TASK REQUIREMENTS: Check each line of the material for the string "DataIndex", and copy the lines that have it.

TASK MATERIAL:
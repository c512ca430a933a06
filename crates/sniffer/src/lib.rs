//! FA Frame Sniffer
//!
//! Frame sources deliver whole blocks of FA frames: a synthetic dummy
//! source and a replay of recorded frames.  The capture thread moves blocks
//! from a source into the block buffer, timestamping each one.

mod capture;
mod dummy;
mod replay;
mod source;

pub use capture::{now_micros, CaptureThread};
pub use dummy::DummySource;
pub use replay::ReplaySource;
pub use source::{FrameSource, SnifferStatus, SoftControl, SourceControl};

use thiserror::Error;

#[derive(Debug, Error)]
pub enum SnifferError {
    #[error("Sniffer I/O error: {0}")]
    Io(#[from] std::io::Error),

    #[error("Replay file {path} holds no whole frames")]
    EmptyReplay { path: String },

    #[error("Block of {0} bytes is not a whole number of frames")]
    PartialFrame(usize),

    #[error("Sniffer not running")]
    NotRunning,
}
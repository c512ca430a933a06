//! Disk header: capture parameters and the derived archive geometry.
//!
//! The header occupies the first [`DISK_HEADER_SIZE`] bytes of the archive.
//! [`DiskHeader::initialise`] derives every layout field from the capture
//! parameters and [`DiskHeader::validate`] re-derives and checks them; the
//! same checks run when a fresh header is built and when an existing archive
//! is opened.

use crate::{page_aligned, page_round, DataIndex, DecimatedData, FaEntry, FilterMask, FormatError};
use crate::mask::MAX_FA_ENTRY_COUNT;
use serde::{Deserialize, Serialize};

/// Size of the header page at the start of the archive
pub const DISK_HEADER_SIZE: u64 = 4096;

/// Signature at offset zero of every archive
pub const DISK_SIGNATURE: [u8; 8] = *b"FASNIFF\0";

/// Header layout version
pub const DISK_VERSION: u32 = 3;

/// Capture parameters used to lay out a fresh archive
#[derive(Debug, Clone, PartialEq, Serialize, Deserialize)]
#[serde(default)]
pub struct PrepareParams {
    /// Bytes delivered by one read from the sniffer
    pub input_block_size: u32,
    /// FA samples per channel in one major block
    pub major_sample_count: u32,
    /// First decimation factor (power of 2)
    pub first_decimation: u32,
    /// Second decimation factor (power of 2)
    pub second_decimation: u32,
    /// Nominal sample frequency in Hz
    pub sample_frequency: f64,
    /// Smoothing factor for the block duration estimate
    pub timestamp_iir: f64,
    /// Number of FA entries in each frame
    pub fa_entry_count: u32,
}

impl Default for PrepareParams {
    fn default() -> Self {
        Self {
            input_block_size: 512 * 1024,
            major_sample_count: 65536,
            first_decimation: 64,
            second_decimation: 256,
            sample_frequency: 10072.4,
            timestamp_iir: 0.1,
            fa_entry_count: MAX_FA_ENTRY_COUNT,
        }
    }
}

/// Archive header as held in memory
#[derive(Debug, Clone, PartialEq)]
pub struct DiskHeader {
    pub signature: [u8; 8],
    pub version: u32,

    // Capture parameters
    pub archive_mask: FilterMask,
    pub archive_mask_count: u32,
    pub fa_entry_count: u32,
    pub first_decimation_log2: u32,
    pub second_decimation_log2: u32,
    pub input_block_size: u32,

    // Data layout
    pub major_sample_count: u32,
    pub d_sample_count: u32,
    pub dd_sample_count: u32,
    pub major_block_size: u32,
    pub index_data_start: u64,
    pub index_data_size: u32,
    pub dd_data_start: u64,
    pub dd_data_size: u64,
    pub dd_total_count: u32,
    pub major_data_start: u64,
    pub major_block_count: u32,
    pub total_data_size: u64,

    // Dynamic state
    pub current_major_block: u32,
    pub last_duration: u32,
    pub timestamp_iir: f64,
}
fn compute_end_samples(
    index: &impl IndexAccess,
    start: IndexPosition,
    end: u64,
    all_data: bool,
    decimation_log2: u32,
) -> Result<u64, QueryError> {
    let end = timestamp_to_end(index, end, all_data, start.block)?;
    if end.block == start.block && end.offset < start.offset {
        return Err(QueryError::NoSamples);
    }
    let end_block = if end.block < start.block {
        end.block as u64 + index.block_count() as u64
    } else {
        end.block as u64
    };
    let fa_samples = index.major_sample_count() as u64 * (end_block - start.block as u64)
        + end.offset as u64
        - start.offset as u64;
    match fa_samples >> decimation_log2 {
        0 => Err(QueryError::NoSamples),
        samples => Ok(samples),
    }
}

/// Fails unless the blocks holding the requested samples follow on from
/// each other without a gap.
fn check_run(
    index: &impl IndexAccess,
    check_id0: bool,
    geometry: &Geometry,
    block: u32,
    offset: u32,
    samples: u64,
) -> Result<(), QueryError> {
    let blocks = geometry.blocks_spanned(offset, samples);
    let mut run = BlockRun {
        block,
        remaining: blocks,
    };
    if find_gap(index, check_id0, &mut run) {
        let contiguous = (blocks - run.remaining) as u64 * geometry.block_size as u64;
        Err(QueryError::NotContiguous(contiguous - offset as u64))
    } else {
        Ok(())
    }
}

/// Timestamp and id_zero of the first sample sent.
fn first_sample(index: &impl IndexAccess, geometry: &Geometry, block: u32, offset: u32) -> GapData {
    let entry = index.entry(block);
    GapData {
        data_index: 0,
        id_zero: entry.id_zero.wrapping_add(offset << geometry.decimation_log2),
        timestamp: entry.timestamp
            + offset as u64 * entry.duration as u64 / geometry.block_size as u64,
    }
}

/// The first sample followed by the start of every block after a gap.
fn gap_list(
    index: &impl IndexAccess,
    check_id0: bool,
    geometry: &Geometry,
    block: u32,
    offset: u32,
    samples: u64,
) -> Vec<GapData> {
    let n = index.block_count();
    let mut gaps = vec![first_sample(index, geometry, block, offset)];
    let mut run = BlockRun {
        block,
        remaining: geometry.blocks_spanned(offset, samples),
    };
    while find_gap(index, check_id0, &mut run) {
        let entry = index.entry(run.block);
        let blocks_since_start = (run.block + n - block) % n;
        gaps.push(GapData {
            data_index: blocks_since_start * geometry.block_size - offset,
            id_zero: entry.id_zero,
            timestamp: entry.timestamp,
        });
    }
    gaps
}

/// Writes `count` lines from sample `first` of each channel buffer.
fn write_lines(
    out: &mut impl Write,
    source: DataSource,
    data_mask: u32,
    buffers: &[Vec<u8>],
    first: usize,
    count: usize,
) -> std::io::Result<()> {
    for sample in first..first + count {
        for buffer in buffers {
            if source == DataSource::Fa {
                let at = sample * FaEntry::SIZE;
                out.write_all(&buffer[at..at + FaEntry::SIZE])?;
            } else {
                let at = sample * DecimatedData::SIZE;
                let record = &buffer[at..at + DecimatedData::SIZE];
                for (field, value) in record.chunks_exact(FaEntry::SIZE).enumerate() {
                    if data_mask & (1 << field) != 0 {
                        out.write_all(value)?;
                    }
                }
            }
        }
    }
    Ok(())
}

#[cfg(test)]
mod tests {
    use super::*;
    use fa_format::{DataIndex, PrepareParams};
    use fa_storage::{prepare_archive, Archive};
    use parking_lot::Mutex;
    use tempfile::TempDir;

    const T0: u64 = 1_300_000_000_000_000;
    const DURATION: u32 = 51_200;
    const SAMPLES: u32 = 512;
    const GAP_BLOCK: u32 = 6;
    const CURRENT: u32 = 10;
    const IDS: [u32; 3] = [0, 3, 5];

    fn block_timestamp(block: u32) -> u64 {
        let skew = if block >= GAP_BLOCK { 50_000 } else { 0 };
        T0 + block as u64 * DURATION as u64 + skew
    }

    fn block_id_zero(block: u32) -> u32 {
        block * SAMPLES + if block >= GAP_BLOCK { 500 } else { 0 }
    }

    struct Fixture {
        engine: QueryEngine,
        _writer: Arc<DiskWriter>,
        _dir: TempDir,
    }

    /// Sixteen block archive of ids 0, 3 and 5 with blocks 0..10 written
    /// and a 50ms gap before block 6.  FA x values count samples from the
    /// start of the archive, y holds the id.
    fn fixture(pool_size: usize) -> Fixture {
        let dir = tempfile::tempdir().unwrap();
        let path = dir.path().join("archive");
        let params = PrepareParams {
            input_block_size: 4 * 16 * 8,
            major_sample_count: SAMPLES,
            first_decimation: 4,
            second_decimation: 4,
            sample_frequency: 10000.0,
            timestamp_iir: 0.1,
            fa_entry_count: 16,
        };
        let mask = FilterMask::from_ids(IDS);
        prepare_archive(&path, &mask, Some(450_560), &params, false).unwrap();

        let mut archive = Archive::open(&path).unwrap();
        let header = archive.header().clone();
        assert_eq!(header.major_block_count, 16);
        let file = archive.data_file().unwrap();
        for block in 0..CURRENT {
            let mut data = vec![0u8; header.major_block_size as usize];
            for (channel, &id) in IDS.iter().enumerate() {
                let id = id as i32;
                for s in 0..SAMPLES as usize {
                    let at = header.fa_data_offset(channel) + s * FaEntry::SIZE;
                    FaEntry::new((block * SAMPLES) as i32 + s as i32, id).write_to(&mut data[at..]);
                }
                for k in 0..header.d_sample_count {
                    let g = (block * header.d_sample_count + k) as i32;
                    let at = header.d_data_offset(channel) + k as usize * DecimatedData::SIZE;
                    DecimatedData {
                        min: FaEntry::new(g, id),
                        max: FaEntry::new(g + 1_000_000, id),
                        mean: FaEntry::new(g + 2_000_000, id),
                        std: FaEntry::new(g + 3_000_000, id),
                    }
                    .write_to(&mut data[at..]);
                }
                for k in 0..header.dd_sample_count {
                    let record = block * header.dd_sample_count + k;
                    let dd = DecimatedData {
                        min: FaEntry::new(record as i32, id),
                        ..Default::default()
                    };
                    archive.set_dd_record(channel, record, &dd);
                }
            }
            file.write_all_at(&data, header.major_block_offset(block)).unwrap();
            let entry = DataIndex {
                timestamp: block_timestamp(block),
                duration: DURATION,
                id_zero: block_id_zero(block),
            };
            archive.set_index_entry(block, &entry);
        }
        archive.header_mut().current_major_block = CURRENT;
        archive.store_header();

        let writer = Arc::new(DiskWriter::start(&path, false).unwrap());
        let archive = Arc::new(Mutex::new(archive));
        let engine = QueryEngine::new(archive, writer.clone(), pool_size).unwrap();
        Fixture {
            engine,
            _writer: writer,
            _dir: dir,
        }
    }

    fn read(engine: &QueryEngine, line: &str) -> Vec<u8> {
        let mut out = Vec::new();
        engine.process_read(line, &mut out).unwrap();
        assert_eq!(out[0], 0);
        out
    }

    fn read_error(engine: &QueryEngine, line: &str) -> String {
        let mut out = Vec::new();
        let err = engine.process_read(line, &mut out).unwrap_err();
        assert_eq!(String::from_utf8(out).unwrap(), format!("{err}\n"));
        err.to_string()
    }

    fn u32_at(bytes: &[u8], at: usize) -> u32 {
        u32::from_le_bytes(bytes[at..at + 4].try_into().unwrap())
    }

    fn u64_at(bytes: &[u8], at: usize) -> u64 {
        u64::from_le_bytes(bytes[at..at + 8].try_into().unwrap())
    }

    fn entry_at(bytes: &[u8], at: usize) -> FaEntry {
        FaEntry::read_from(&bytes[at..])
    }

    // 1300000000.1124 is 10ms into block 2, FA sample 100 of that block
    const START: &str = "S1300000000.1124";

    #[test]
    fn test_fa_read_with_headers() {
        let fixture = fixture(16);
        let out = read(&fixture.engine, &format!("RFM3,5{START}N500NTG"));
        assert_eq!(u64_at(&out, 1), 500);
        assert_eq!(u64_at(&out, 9), T0 + 112_400);
        assert_eq!(u32_at(&out, 17), 0);
        assert_eq!(u32_at(&out, 21), 0);
        assert_eq!(u32_at(&out, 25), 2 * SAMPLES + 100);
        assert_eq!(u64_at(&out, 29), T0 + 112_400);

        let data = &out[37..];
        assert_eq!(data.len(), 500 * 16);
        for line in [0usize, 411, 412, 499] {
            let sample = 1124 + line as i32;
            assert_eq!(entry_at(data, line * 16), FaEntry::new(sample, 3));
            assert_eq!(entry_at(data, line * 16 + 8), FaEntry::new(sample, 5));
        }
        assert_eq!(fixture.engine.pool().available(), 16);
    }

    #[test]
    fn test_gap_list_reports_gap() {
        let fixture = fixture(16);
        let out = read(&fixture.engine, &format!("RFM3{START}N2000G"));
        assert_eq!(u32_at(&out, 1), 1);
        // Entry 0 then the start of block 6
        assert_eq!(u32_at(&out, 5), 0);
        assert_eq!(u32_at(&out, 21), 4 * SAMPLES - 100);
        assert_eq!(u32_at(&out, 25), block_id_zero(GAP_BLOCK));
        assert_eq!(u64_at(&out, 29), block_timestamp(GAP_BLOCK));
        assert_eq!(out.len(), 37 + 2000 * 8);
    }

    #[test]
    fn test_contiguous_read_stops_at_gap() {
        let fixture = fixture(16);
        assert_eq!(
            read_error(&fixture.engine, &format!("RFM3{START}N2000C")),
            "Only 1948 contiguous samples available"
        );
        read(&fixture.engine, &format!("RFM3{START}N1948C"));
    }

    #[test]
    fn test_id_zero_checked_only_on_request() {
        let fixture = fixture(16);
        // Blocks 0 and 1 follow on in both time and id_zero
        read(&fixture.engine, "RFM0S1300000000N1024CZ");
    }

    #[test]
    fn test_availability() {
        let fixture = fixture(16);
        assert_eq!(
            read_error(&fixture.engine, &format!("RFM3{START}N5000")),
            "Only 3996 samples of 5000 requested available"
        );
        let out = read(&fixture.engine, &format!("RFM3{START}N5000NA"));
        assert_eq!(u64_at(&out, 1), 3996);
        assert_eq!(out.len(), 9 + 3996 * 8);
    }

    #[test]
    fn test_end_time() {
        let fixture = fixture(16);
        let out = read(&fixture.engine, &format!("RFM0{START}ES1300000000.2148N"));
        assert_eq!(u64_at(&out, 1), 1024);
        assert_eq!(out.len(), 9 + 1024 * 8);

        assert_eq!(
            read_error(&fixture.engine, "RFM0S1300000000.2ES1300000000.1"),
            "Time range runs backwards"
        );
        assert_eq!(
            read_error(&fixture.engine, &format!("RFM0{START}ES1300000000.112401")),
            "No samples in selected range"
        );
    }

    #[test]
    fn test_request_errors() {
        let fixture = fixture(16);
        let engine = &fixture.engine;
        assert_eq!(read_error(engine, "RFM4S1300000000N10"), "BPM 4 not in archive");
        assert_eq!(read_error(engine, "RFM0S1200000000N10"), "Start time too early");
        assert_eq!(read_error(engine, "RFM0S1400000000N10"), "Start time too late");
        assert!(read_error(engine, "RQM0S1300000000N10").starts_with("Error parsing request"));
    }

    #[test]
    fn test_decimated_fields() {
        let fixture = fixture(16);
        let out = read(&fixture.engine, &format!("RDF5M5{START}N10"));
        let data = &out[1..];
        assert_eq!(data.len(), 10 * 16);
        // D sample 25 of block 2, min then mean
        assert_eq!(entry_at(data, 0), FaEntry::new(281, 5));
        assert_eq!(entry_at(data, 8), FaEntry::new(2_000_281, 5));
        assert_eq!(entry_at(data, 9 * 16), FaEntry::new(290, 5));
    }

    #[test]
    fn test_double_decimated_read() {
        let fixture = fixture(16);
        let out = read(&fixture.engine, &format!("RDDM0{START}N4T"));
        // Offset 100 becomes DD sample 6 of 32, 1.6ms per sample
        assert_eq!(u64_at(&out, 1), T0 + 102_400 + 9_600);
        let data = &out[9..];
        assert_eq!(data.len(), 4 * DecimatedData::SIZE);
        for line in 0..4 {
            let record = DecimatedData::read_from(&data[line * DecimatedData::SIZE..]);
            assert_eq!(record.min, FaEntry::new(70 + line as i32, 0));
        }
    }

    #[test]
    fn test_extended_timestamps() {
        let fixture = fixture(16);
        let out = read(&fixture.engine, &format!("RFM0{START}N500TE"));
        assert_eq!(u32_at(&out, 1), SAMPLES);
        assert_eq!(u32_at(&out, 5), 100);
        assert_eq!(u64_at(&out, 9), block_timestamp(2));
        assert_eq!(u32_at(&out, 17), DURATION);
        let second = 21 + 412 * 8;
        assert_eq!(entry_at(&out, second - 8), FaEntry::new(3 * SAMPLES as i32 - 1, 0));
        assert_eq!(u64_at(&out, second), block_timestamp(3));
        assert_eq!(entry_at(&out, second + 12), FaEntry::new(3 * SAMPLES as i32, 0));
        assert_eq!(out.len(), second + 12 + 88 * 8);
    }

    #[test]
    fn test_pool_exhaustion() {
        let fixture = fixture(2);
        assert_eq!(
            read_error(&fixture.engine, "RFM0,3,5S1300000000N1"),
            "Read too busy"
        );
        read(&fixture.engine, "RFM0,3S1300000000N1");
        assert_eq!(fixture.engine.pool().available(), 2);
    }
}
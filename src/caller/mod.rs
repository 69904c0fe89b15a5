//! The call primitive every pipeline stage implements.
//!
//! A [`Caller`] sends a [`Request`] and yields a [`Response`] or a
//! [`CallError`]. Stages wrap one another by holding the next `Caller` and
//! delegating to it, so behaviour composes without touching call sites:
//!
//! ```text
//! Cacher ──► Instrumented ──► BaseClient ──► TCP
//! ```
//!
//! ## Core types
//!
//! - [`Caller`] — trait implemented by every stage.
//! - [`BoxFuture`] — the pinned, boxed future a `Caller` returns.
//! - [`CallError`] — transport failure surfaced to the original caller.
//! - [`BaseClient`] — the leaf stage that talks HTTP/1.1 over TCP.

use std::{future::Future, pin::Pin, sync::Arc, time::Duration};

use thiserror::Error;

use crate::http::{Request, Response, ResponseError};

mod transport;

pub use transport::BaseClient;

/// A pinned, heap-allocated, `Send` future borrowed for `'a`.
pub type BoxFuture<'a, T> = Pin<Box<dyn Future<Output = T> + Send + 'a>>;

/// Errors produced while performing a call.
///
/// Every stage returns this type; stages that only observe or cache pass it
/// through unchanged.
#[derive(Debug, Error)]
pub enum CallError {
    #[error("I/O error: {0}")]
    Io(#[from] std::io::Error),

    #[error("failed to connect to {addr}: {source}")]
    Connect {
        addr: String,
        #[source]
        source: std::io::Error,
    },

    #[error("request has no host to connect to")]
    MissingHost,

    #[error("call timed out after {0:?}")]
    Timeout(Duration),

    #[error("response exceeds maximum allowed size of {max_bytes} bytes")]
    ResponseTooLarge { max_bytes: usize },

    #[error("malformed response: {0}")]
    Response(#[from] ResponseError),
}

/// The core trait for every stage of the call pipeline.
///
/// # Contract
///
/// - Implementations **must** be `Send + Sync`; a single stage is shared by
///   many concurrent tasks.
/// - Decorating stages **must** return the wrapped stage's error untouched.
///
/// # Examples
///
/// ```rust,no_run
/// use cachet::caller::{BoxFuture, CallError, Caller};
/// use cachet::http::{Request, Response, StatusCode};
///
/// struct Static;
///
/// impl Caller for Static {
///     fn call(&self, _req: Request) -> BoxFuture<'_, Result<Response, CallError>> {
///         Box::pin(async { Ok(Response::new(StatusCode::OK).body("static")) })
///     }
/// }
/// ```
pub trait Caller: Send + Sync {
    /// Performs `req` and returns its response.
    fn call(&self, req: Request) -> BoxFuture<'_, Result<Response, CallError>>;
}

impl<C> Caller for Arc<C>
where
    C: Caller + ?Sized,
{
    fn call(&self, req: Request) -> BoxFuture<'_, Result<Response, CallError>> {
        (**self).call(req)
    }
}

impl<C> Caller for Box<C>
where
    C: Caller + ?Sized,
{
    fn call(&self, req: Request) -> BoxFuture<'_, Result<Response, CallError>> {
        (**self).call(req)
    }
}
//! HTTP/1.1 client-side protocol types.
//!
//! This module provides the primitives every pipeline stage speaks:
//! [`Method`], [`StatusCode`], [`Headers`], [`Request`], and [`Response`].

use std::fmt;

pub mod headers;
pub mod request;
pub mod response;

pub use headers::Headers;
pub use request::{Request, RequestError};
pub use response::{Response, ResponseError};

/// An HTTP response status code.
///
/// Unlike a server, a client has to accept whatever code the peer sends, so
/// this is an open newtype over any three-digit code rather than a closed enum.
/// Well-known codes are available as associated constants.
///
/// # Examples
///
/// ```
/// use cachet::http::StatusCode;
///
/// let status = StatusCode::OK;
/// assert_eq!(status.as_u16(), 200);
/// assert_eq!(status.canonical_reason(), Some("OK"));
/// assert!(status.is_success());
///
/// let odd = StatusCode::from_u16(299).unwrap();
/// assert!(odd.is_success());
/// assert_eq!(odd.canonical_reason(), None);
/// ```
#[derive(Debug, Clone, Copy, PartialEq, Eq, Hash, PartialOrd, Ord)]
pub struct StatusCode(u16);

impl StatusCode {
    pub const CONTINUE: Self = Self(100);
    pub const OK: Self = Self(200);
    pub const CREATED: Self = Self(201);
    pub const ACCEPTED: Self = Self(202);
    pub const NO_CONTENT: Self = Self(204);
    pub const MOVED_PERMANENTLY: Self = Self(301);
    pub const FOUND: Self = Self(302);
    pub const NOT_MODIFIED: Self = Self(304);
    pub const BAD_REQUEST: Self = Self(400);
    pub const UNAUTHORIZED: Self = Self(401);
    pub const FORBIDDEN: Self = Self(403);
    pub const NOT_FOUND: Self = Self(404);
    pub const METHOD_NOT_ALLOWED: Self = Self(405);
    pub const TOO_MANY_REQUESTS: Self = Self(429);
    pub const INTERNAL_SERVER_ERROR: Self = Self(500);
    pub const BAD_GATEWAY: Self = Self(502);
    pub const SERVICE_UNAVAILABLE: Self = Self(503);
    pub const GATEWAY_TIMEOUT: Self = Self(504);

    /// Builds a status code from its numeric value.
    ///
    /// Returns `None` for anything outside `100..=999`.
    pub fn from_u16(code: u16) -> Option<Self> {
        (100..=999).contains(&code).then_some(Self(code))
    }

    /// Returns the numeric status code as a `u16`.
    pub fn as_u16(self) -> u16 {
        self.0
    }

    /// Returns the canonical reason phrase, if this is a registered code.
    pub fn canonical_reason(self) -> Option<&'static str> {
        Some(match self.0 {
            100 => "Continue",
            101 => "Switching Protocols",
            200 => "OK",
            201 => "Created",
            202 => "Accepted",
            204 => "No Content",
            206 => "Partial Content",
            301 => "Moved Permanently",
            302 => "Found",
            303 => "See Other",
            304 => "Not Modified",
            307 => "Temporary Redirect",
            308 => "Permanent Redirect",
            400 => "Bad Request",
            401 => "Unauthorized",
            403 => "Forbidden",
            404 => "Not Found",
            405 => "Method Not Allowed",
            409 => "Conflict",
            410 => "Gone",
            413 => "Payload Too Large",
            414 => "URI Too Long",
            415 => "Unsupported Media Type",
            422 => "Unprocessable Entity",
            429 => "Too Many Requests",
            500 => "Internal Server Error",
            501 => "Not Implemented",
            502 => "Bad Gateway",
            503 => "Service Unavailable",
            504 => "Gateway Timeout",
            505 => "HTTP Version Not Supported",
            _ => return None,
        })
    }

    /// `true` for 2xx codes.
    pub fn is_success(self) -> bool {
        (200..300).contains(&self.0)
    }

    /// `true` for 4xx codes.
    pub fn is_client_error(self) -> bool {
        (400..500).contains(&self.0)
    }

    /// `true` for 5xx codes.
    pub fn is_server_error(self) -> bool {
        (500..600).contains(&self.0)
    }
}

impl fmt::Display for StatusCode {
    fn fmt(&self, f: &mut fmt::Formatter<'_>) -> fmt::Result {
        match self.canonical_reason() {
            Some(reason) => write!(f, "{} {}", self.0, reason),
            None => write!(f, "{}", self.0),
        }
    }
}

impl From<StatusCode> for u16 {
    fn from(code: StatusCode) -> u16 {
        code.as_u16()
    }
}

/// An HTTP request method.
///
/// Standard methods are represented as unit variants for zero-cost comparison.
/// Non-standard methods are captured in the `Custom` variant.
///
/// # Examples
///
/// ```
/// use cachet::http::Method;
///
/// let method: Method = "GET".parse().unwrap();
/// assert_eq!(method, Method::Get);
/// assert_eq!(method.as_str(), "GET");
/// assert!(method.is_safe());
/// ```
#[derive(Debug, Clone, PartialEq, Eq, Hash)]
pub enum Method {
    Get,
    Post,
    Put,
    Delete,
    Head,
    Options,
    Patch,
    Connect,
    Trace,
    /// A non-standard extension method.
    Custom(String),
}

impl Method {
    /// Returns the method as a string slice.
    pub fn as_str(&self) -> &str {
        match self {
            Self::Get => "GET",
            Self::Post => "POST",
            Self::Put => "PUT",
            Self::Delete => "DELETE",
            Self::Head => "HEAD",
            Self::Options => "OPTIONS",
            Self::Patch => "PATCH",
            Self::Connect => "CONNECT",
            Self::Trace => "TRACE",
            Self::Custom(s) => s.as_str(),
        }
    }

    /// Returns `true` if this method is considered "safe" (no side effects per RFC 9110 §9.2.1).
    pub fn is_safe(&self) -> bool {
        matches!(self, Self::Get | Self::Head | Self::Options | Self::Trace)
    }

    /// Returns `true` for methods whose requests must not carry a body by convention.
    pub(crate) fn expects_no_body(&self) -> bool {
        matches!(self, Self::Get | Self::Head | Self::Options | Self::Trace)
    }
}

impl fmt::Display for Method {
    fn fmt(&self, f: &mut fmt::Formatter<'_>) -> fmt::Result {
        f.write_str(self.as_str())
    }
}

impl std::str::FromStr for Method {
    type Err = std::convert::Infallible;

    /// Parses a method name. Standard names are matched case-insensitively so
    /// that hand-written configuration (`"get"`) resolves to [`Method::Get`].
    fn from_str(s: &str) -> Result<Self, Self::Err> {
        Ok(match s.to_ascii_uppercase().as_str() {
            "GET" => Self::Get,
            "POST" => Self::Post,
            "PUT" => Self::Put,
            "DELETE" => Self::Delete,
            "HEAD" => Self::Head,
            "OPTIONS" => Self::Options,
            "PATCH" => Self::Patch,
            "CONNECT" => Self::Connect,
            "TRACE" => Self::Trace,
            _ => Self::Custom(s.to_owned()),
        })
    }
}

impl AsRef<str> for Method {
    fn as_ref(&self) -> &str {
        self.as_str()
    }
}

#[cfg(test)]
mod tests {
    use super::*;

    #[test]
    fn status_range() {
        assert!(StatusCode::from_u16(99).is_none());
        assert!(StatusCode::from_u16(1000).is_none());
        assert_eq!(StatusCode::from_u16(404), Some(StatusCode::NOT_FOUND));
    }

    #[test]
    fn status_display() {
        assert_eq!(StatusCode::OK.to_string(), "200 OK");
        assert_eq!(StatusCode::from_u16(599).unwrap().to_string(), "599");
    }

    #[test]
    fn method_parse_is_case_insensitive_for_standard_verbs() {
        assert_eq!("post".parse::<Method>().unwrap(), Method::Post);
        assert_eq!(
            "purge".parse::<Method>().unwrap(),
            Method::Custom("purge".into())
        );
    }
}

RESPONSE TO THE EXERCISE:
use crate::{page_aligned, page_round, DataIndex, DecimatedData, FaEntry, FilterMask, FormatError};
    use fa_format::{DataIndex, PrepareParams};
            let entry = DataIndex {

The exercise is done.